How Long Does Meth Stay in Your System? 

People typically ask the question, how long does meth stay in your system, for one of two reasons:

  • To understand how long they may continue to feel the drug’s effects
  • To determine how long they may test positive on a drug screen

We’ll discuss how quickly meth’s effects can occur and how long they usually last in the next section. Here, we’ll answer the question from a drug screening perspective.

The length of time that you may test positive for meth can be influenced by several factors, including:

  • How much meth you used
  • How long you have been using meth
  • Your age, weight, and metabolism
  • What type of drug screen you complete

It’s also important to note that drug screens don’t only test for the actual presence of meth in your system. They may also look for metabolites, which are byproducts that are created as your body processes and eliminates meth from your system. If certain metabolites are present, that is conclusive proof that you have recently used meth.

Here are estimated detection timelines for four types of drug screens:

  • Saliva: You may test positive on a saliva screening for up to four days after your most recent meth use.
  • Urine: A urine test may detect meth for up to five days after the last time you used the drug.
  • Blood: Blood tests have the shortest detection span. They usually won’t be able detect meth for longer than three days after you last used the drug.
  • Hair: Hair follicle tests have by far the longest detection span.
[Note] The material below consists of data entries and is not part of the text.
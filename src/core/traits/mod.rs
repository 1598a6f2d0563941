pub mod guard;
pub mod runtime;
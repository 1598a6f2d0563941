use std::sync::Arc;
use std::time::Duration;

use tokio::{sync::Mutex, time::Instant};
use tracing::Instrument;

use crate::{
    constants::TIMEOUT_MSG,
    core::{
        domain::{ExecutionRequest, ExecutionResult, ExecutionStatus},
        errors::HarnessError,
        redirect::StreamRedirector,
        runtime_handle::RuntimeHandle,
        traits::guard::{Guard, GuardVerdict},
    },
};

/// Runs one submission against one input payload.
///
/// Every run holds `gate` from before the readiness check until the
/// capture buffer has been read, so at most one execution touches the
/// shared interpreter at a time. Waiters are served in arrival order.
///
/// The interpreter namespace is not reset between runs: anything a
/// submission defines stays visible to the next one. Only the standard
/// streams are rebound each time.
#[derive(Debug)]
pub struct ExecutionEngine {
    worker: Worker,
    gate: Arc<Mutex<()>>,
}

#[derive(Debug, Clone)]
struct Worker {
    runtime: Arc<RuntimeHandle>,
    guard: Arc<dyn Guard>,
    timeout: Option<Duration>,
}

impl ExecutionEngine {
    pub fn new(runtime: Arc<RuntimeHandle>, guard: Arc<dyn Guard>, timeout: Option<Duration>) -> Self {
        Self {
            worker: Worker {
                runtime,
                guard,
                timeout,
            },
            gate: Arc::new(Mutex::new(())),
        }
    }

    /// The execution itself runs on its own task and keeps the gate until
    /// it is done, so a caller that stops waiting never leaves the
    /// interpreter halfway through an exchange.
    #[tracing::instrument(skip(self, request), fields(request_id = %request.id))]
    pub async fn run(&self, request: ExecutionRequest) -> ExecutionResult {
        let turn = self.gate.clone().lock_owned().await;
        let started = Instant::now();
        let request_id = request.id;
        let worker = self.worker.clone();

        let task = tokio::spawn(
            async move {
                let _turn = turn;
                worker.execute(&request).await
            }
            .in_current_span(),
        );
        let status = match task.await {
            Ok(status) => status,
            Err(e) => {
                tracing::error!("Execution task failed: {}", e);
                ExecutionStatus::RuntimeError(e.to_string())
            }
        };
        tracing::debug!("Execution status: {:?}", status);

        ExecutionResult {
            request_id,
            status,
            elapsed: started.elapsed(),
        }
    }
}

impl Worker {
    async fn execute(&self, request: &ExecutionRequest) -> ExecutionStatus {
        let interpreter = match self.runtime.get() {
            Ok(interpreter) => interpreter,
            Err(_) => {
                tracing::info!("Runtime not ready, skipping execution");
                return ExecutionStatus::RuntimeNotReady;
            }
        };

        if let GuardVerdict::Rejected(reason) = self.guard.check(&request.source_code) {
            tracing::info!(reason = %reason, "Submission rejected by guard");
            return ExecutionStatus::GuardRejected(reason);
        }

        let redirector = StreamRedirector::new(&request.stdin_payload);
        let unit = redirector.wrap(&request.source_code);

        let evaluation = async {
            redirector.bind(interpreter.as_ref()).await?;
            interpreter.evaluate(&unit).await?;
            StreamRedirector::capture(interpreter.as_ref()).await
        };

        let outcome = match self.timeout {
            Some(limit) => match tokio::time::timeout(limit, evaluation).await {
                Ok(outcome) => outcome,
                Err(_) => Err(HarnessError::Timeout(limit)),
            },
            None => evaluation.await,
        };

        match outcome {
            Ok(output) => ExecutionStatus::Ok(output),
            Err(HarnessError::Evaluation(msg)) => ExecutionStatus::RuntimeError(msg),
            Err(HarnessError::Timeout(limit)) => {
                tracing::warn!("Execution exceeded {:?}", limit);
                self.replace_runtime().await;
                ExecutionStatus::RuntimeError(TIMEOUT_MSG.to_string())
            }
            Err(e) => {
                tracing::error!("Runtime failure during execution: {}", e);
                self.replace_runtime().await;
                ExecutionStatus::RuntimeError(e.to_string())
            }
        }
    }

    /// Anything but an exception raised by the submission leaves the
    /// interpreter in an unknown state.
    async fn replace_runtime(&self) {
        if let Err(e) = self.runtime.recycle().await {
            tracing::error!("Failed to recycle runtime: {}", e);
        }
    }
}

#[cfg(test)]
mod tests {
    use super::*;
    use crate::{
        constants::{INFINITE_LOOP_MSG, STDIN_GLOBAL},
        core::{
            domain::RuntimeState,
            guard::LoopGuard,
            traits::runtime::{Interpreter, MockInterpreter, MockRuntimeLoader},
        },
        stubs::runtime::{InterpreterStub, LoaderStub},
    };
    use serde_json::Value;
    use std::sync::atomic::Ordering;

    async fn ready_engine(interpreter: InterpreterStub, timeout: Option<Duration>) -> ExecutionEngine {
        let handle = Arc::new(RuntimeHandle::new(
            Arc::new(LoaderStub::ready(interpreter, Duration::ZERO)),
            Duration::from_secs(1),
        ));
        handle.initialize().await.unwrap();
        ExecutionEngine::new(handle, Arc::new(LoopGuard::new()), timeout)
    }

    async fn engine_with_mock(interpreter: MockInterpreter) -> ExecutionEngine {
        let interpreter = Arc::new(std::sync::Mutex::new(Some(interpreter)));
        let mut loader = MockRuntimeLoader::new();
        loader.expect_load().times(1).returning(move || {
            let interpreter = interpreter.lock().unwrap().take().unwrap();
            Ok(Box::new(interpreter) as Box<dyn Interpreter>)
        });
        let handle = Arc::new(RuntimeHandle::new(Arc::new(loader), Duration::from_secs(1)));
        handle.initialize().await.unwrap();
        ExecutionEngine::new(handle, Arc::new(LoopGuard::new()), None)
    }

    #[tokio::test]
    async fn test_not_ready_runtime() {
        let handle = Arc::new(RuntimeHandle::new(
            Arc::new(LoaderStub::ready(InterpreterStub::echo(), Duration::ZERO)),
            Duration::from_secs(1),
        ));
        let engine = ExecutionEngine::new(handle, Arc::new(LoopGuard::new()), None);

        let result = engine.run(ExecutionRequest::new("print(1)", ["x"])).await;

        assert_eq!(result.status, ExecutionStatus::RuntimeNotReady);
    }

    #[tokio::test]
    async fn test_failed_runtime_is_not_ready() {
        let handle = Arc::new(RuntimeHandle::new(
            Arc::new(LoaderStub::failing("offline", Duration::ZERO)),
            Duration::from_secs(1),
        ));
        let _ = handle.initialize().await;
        let engine = ExecutionEngine::new(handle.clone(), Arc::new(LoopGuard::new()), None);

        let result = engine.run(ExecutionRequest::new("print(1)", Vec::<String>::new())).await;

        assert!(matches!(handle.state(), RuntimeState::Failed(_)));
        assert_eq!(result.status, ExecutionStatus::RuntimeNotReady);
    }

    #[tokio::test]
    async fn test_guard_rejection_skips_runtime() {
        let interpreter = InterpreterStub::echo();
        let evaluations = interpreter.evaluations();
        let engine = ready_engine(interpreter, None).await;

        let result = engine
            .run(ExecutionRequest::new("while True:\n    pass", ["x"]))
            .await;

        assert_eq!(
            result.status,
            ExecutionStatus::GuardRejected(INFINITE_LOOP_MSG.to_string())
        );
        assert_eq!(evaluations.load(Ordering::SeqCst), 0);
    }

    #[tokio::test]
    async fn test_echo_round_trip() {
        let engine = ready_engine(InterpreterStub::echo(), None).await;

        let result = engine
            .run(ExecutionRequest::new("for line in sys.stdin: print(line, end='')", ["a", "b", "c"]))
            .await;

        assert!(result.is_ok());
        assert_eq!(result.status, ExecutionStatus::Ok("a\nb\nc".to_string()));
    }

    #[tokio::test]
    async fn test_user_exception_becomes_runtime_error() {
        let interpreter = InterpreterStub::new(
            |_, _| Err("SyntaxError: '(' was never closed".to_string()),
            Duration::ZERO,
        );
        let engine = ready_engine(interpreter, None).await;

        let result = engine.run(ExecutionRequest::new("print(", ["x"])).await;

        assert_eq!(
            result.status,
            ExecutionStatus::RuntimeError("SyntaxError: '(' was never closed".to_string())
        );
        assert_eq!(result.render(), "Error: SyntaxError: '(' was never closed");
    }

    #[tokio::test]
    async fn test_preamble_and_source_evaluated_as_one_unit() {
        let mut seq = mockall::Sequence::new();
        let mut interpreter = MockInterpreter::new();
        interpreter
            .expect_set_global()
            .withf(|name, value| name == STDIN_GLOBAL && value == &Value::from("hello"))
            .times(1)
            .in_sequence(&mut seq)
            .returning(|_, _| Ok(()));
        interpreter
            .expect_evaluate()
            .withf(|src| src == format!("{}print(input())", StreamRedirector::preamble()))
            .times(1)
            .in_sequence(&mut seq)
            .returning(|_| Ok(()));
        interpreter
            .expect_evaluate_expression()
            .times(1)
            .in_sequence(&mut seq)
            .returning(|_| Ok(Value::from("hello\n")));
        let engine = engine_with_mock(interpreter).await;

        let result = engine.run(ExecutionRequest::new("print(input())", ["hello"])).await;

        assert_eq!(result.status, ExecutionStatus::Ok("hello\n".to_string()));
    }

    #[tokio::test]
    async fn test_lost_runtime_is_replaced() {
        let mut seq = mockall::Sequence::new();
        let mut loader = MockRuntimeLoader::new();
        loader
            .expect_load()
            .times(1)
            .in_sequence(&mut seq)
            .returning(|| {
                let mut dead = MockInterpreter::new();
                dead.expect_set_global().returning(|_, _| Ok(()));
                dead.expect_evaluate()
                    .returning(|_| Err(HarnessError::RuntimeLost("interpreter exited".to_string())));
                dead.expect_shutdown().times(1).return_const(());
                Ok(Box::new(dead) as Box<dyn Interpreter>)
            });
        loader
            .expect_load()
            .times(1)
            .in_sequence(&mut seq)
            .returning(|| {
                let mut fresh = MockInterpreter::new();
                fresh.expect_set_global().returning(|_, _| Ok(()));
                fresh.expect_evaluate().returning(|_| Ok(()));
                fresh
                    .expect_evaluate_expression()
                    .returning(|_| Ok(Value::from("ok\n")));
                Ok(Box::new(fresh) as Box<dyn Interpreter>)
            });
        let handle = Arc::new(RuntimeHandle::new(Arc::new(loader), Duration::from_secs(1)));
        handle.initialize().await.unwrap();
        let engine = ExecutionEngine::new(handle.clone(), Arc::new(LoopGuard::new()), None);

        let first = engine.run(ExecutionRequest::new("import os\nos._exit(0)", ["x"])).await;
        let second = engine.run(ExecutionRequest::new("print('ok')", ["x"])).await;

        assert_eq!(
            first.status,
            ExecutionStatus::RuntimeError("runtime lost: interpreter exited".to_string())
        );
        assert_eq!(handle.state(), RuntimeState::Ready);
        assert_eq!(second.status, ExecutionStatus::Ok("ok\n".to_string()));
    }

    #[tokio::test]
    async fn test_abandoned_run_finishes_before_next() {
        let interpreter =
            InterpreterStub::new(|_, stdin| Ok(stdin.to_string()), Duration::from_millis(100));
        let evaluations = interpreter.evaluations();
        let peak = interpreter.peak_concurrency();
        let engine = ready_engine(interpreter, None).await;

        let abandoned = tokio::time::timeout(
            Duration::from_millis(20),
            engine.run(ExecutionRequest::new("print(input())", ["A"])),
        )
        .await;
        let next = engine.run(ExecutionRequest::new("print(input())", ["B"])).await;

        assert!(abandoned.is_err());
        assert_eq!(next.status, ExecutionStatus::Ok("B".to_string()));
        assert_eq!(evaluations.load(Ordering::SeqCst), 2);
        assert_eq!(peak.load(Ordering::SeqCst), 1);
    }

    #[tokio::test]
    async fn test_timeout_reports_and_recycles() {
        let slow = InterpreterStub::new(|_, _| Ok("late".to_string()), Duration::from_secs(5));
        let loader = LoaderStub::ready(slow, Duration::ZERO);
        let loads = loader.loads();
        let handle = Arc::new(RuntimeHandle::new(Arc::new(loader), Duration::from_secs(1)));
        handle.initialize().await.unwrap();
        let engine = ExecutionEngine::new(
            handle.clone(),
            Arc::new(LoopGuard::new()),
            Some(Duration::from_millis(50)),
        );

        let result = engine.run(ExecutionRequest::new("print(1)", ["x"])).await;

        assert_eq!(result.status, ExecutionStatus::RuntimeError(TIMEOUT_MSG.to_string()));
        assert_eq!(handle.state(), RuntimeState::Ready);
        assert_eq!(loads.load(Ordering::SeqCst), 2);
    }

    #[tokio::test]
    async fn test_concurrent_runs_are_serialized() {
        let interpreter =
            InterpreterStub::new(|_, stdin| Ok(stdin.to_string()), Duration::from_millis(10));
        let peak = interpreter.peak_concurrency();
        let evaluations = interpreter.evaluations();
        let engine = Arc::new(ready_engine(interpreter, None).await);

        let runs = (0..8).map(|i| {
            let engine = engine.clone();
            async move {
                engine
                    .run(ExecutionRequest::new("print(input())", [format!("{i}")]))
                    .await
            }
        });
        let results = futures::future::join_all(runs).await;

        for (i, result) in results.iter().enumerate() {
            assert_eq!(result.status, ExecutionStatus::Ok(format!("{i}")));
        }
        assert_eq!(evaluations.load(Ordering::SeqCst), 8);
        assert_eq!(peak.load(Ordering::SeqCst), 1);
    }
}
They may return a positive result for meth as long as 90 days after the last time you used the drug.

What Does Meth Do to Your Body?

In addition to knowing how long does meth stay in your system, you should also be aware of the impact that this drug can have on your body and your mind. Let’s start by reviewing the potential immediate and long-term physical effects of meth.

Short-Term Physical Effects

When you ingest meth, the drug can quickly cause the following physical changes:

  • Racing or irregular heart rate
  • Hyperthermia (elevated body temperature)
  • Increased blood pressure
  • Rapid breathing
  • Increased energy
  • Decreased need for sleep
  • Diminished appetite

If you smoke meth, these initial effects will usually occur within a few seconds and last for up to six hours. If you inject the drug, the effects will also begin almost instantaneously, and may last as long as eight hours.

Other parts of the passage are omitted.